KumoScale benchmarks

The Kioxia tests covered random read and write IOPS and latencies and the findings were;

  • KumoScale software read performance is 12x faster than Ceph software while reducing latency by 60 per cent.
  • KumoScale software write performance is 60x faster than Ceph software while reducing latency by 98 per cent.
  • KumoScale software supports 15x more clients per storage node than Ceph at a much lower latency in the testing environment.

At maximum load KumoScale delivered 2,293,860 IOPS compared to Ceph’s 43,852 IOPS. This is about 52x better performance.

According to the Kioxia report, the tests used an identical benchmark process, server clusters and SSDs, with a networked environment consisting of three storage nodes – each containing five Kioxia CM5 SSDs, with 3.84 TB capacities – 20TB of storage per node.

The test stimulus and associated measurements were provided by four test clients. All storage nodes used 100 GbitE via a single 100GbitE network switch. An identical hardware configuration was used for all tests, and four logical 200GiB volumes were created – one assigned to each of the test clients. 

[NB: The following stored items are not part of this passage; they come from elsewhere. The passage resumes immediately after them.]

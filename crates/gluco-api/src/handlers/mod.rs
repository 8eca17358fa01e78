//! API handlers

pub mod chat;
pub mod health;
pub mod predict;
pub mod records;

The software was KumoScale v3.13) and Ceph v14.2.11 with NVMe-oF v1.0a and a TCP/IP transport. For KumoScale software, volumes were triply replicated (i.e. a single logical volume with one replica mapped to each of three storage nodes). For Ceph software, volumes were sharded using the ‘CRUSH’ hashing scheme, with a replication factor set to three. 

Kioxia’s Director of Business Development Joel Warford told us; “The performance benchmarks were run in block mode on both products for a direct comparison.  … Our native mapper function uses NVMe-oF to provision block volumes over the network which provides the lowest latency and best performance results.  KumoScale can also support shared files and objects using hosted open source software on the KumoScale storage node for non-block applications, but those are not high performance use cases.”

Also; “We used FIO as the benchmark to generate the workloads.”

Ceph’s IO passes through the host Linux OS IO stack whereas NVMe/TCP uses much faster RDMA (Remote Direct Memory Access) to the KumoScale volumes, which bypasses the Linux IO stack.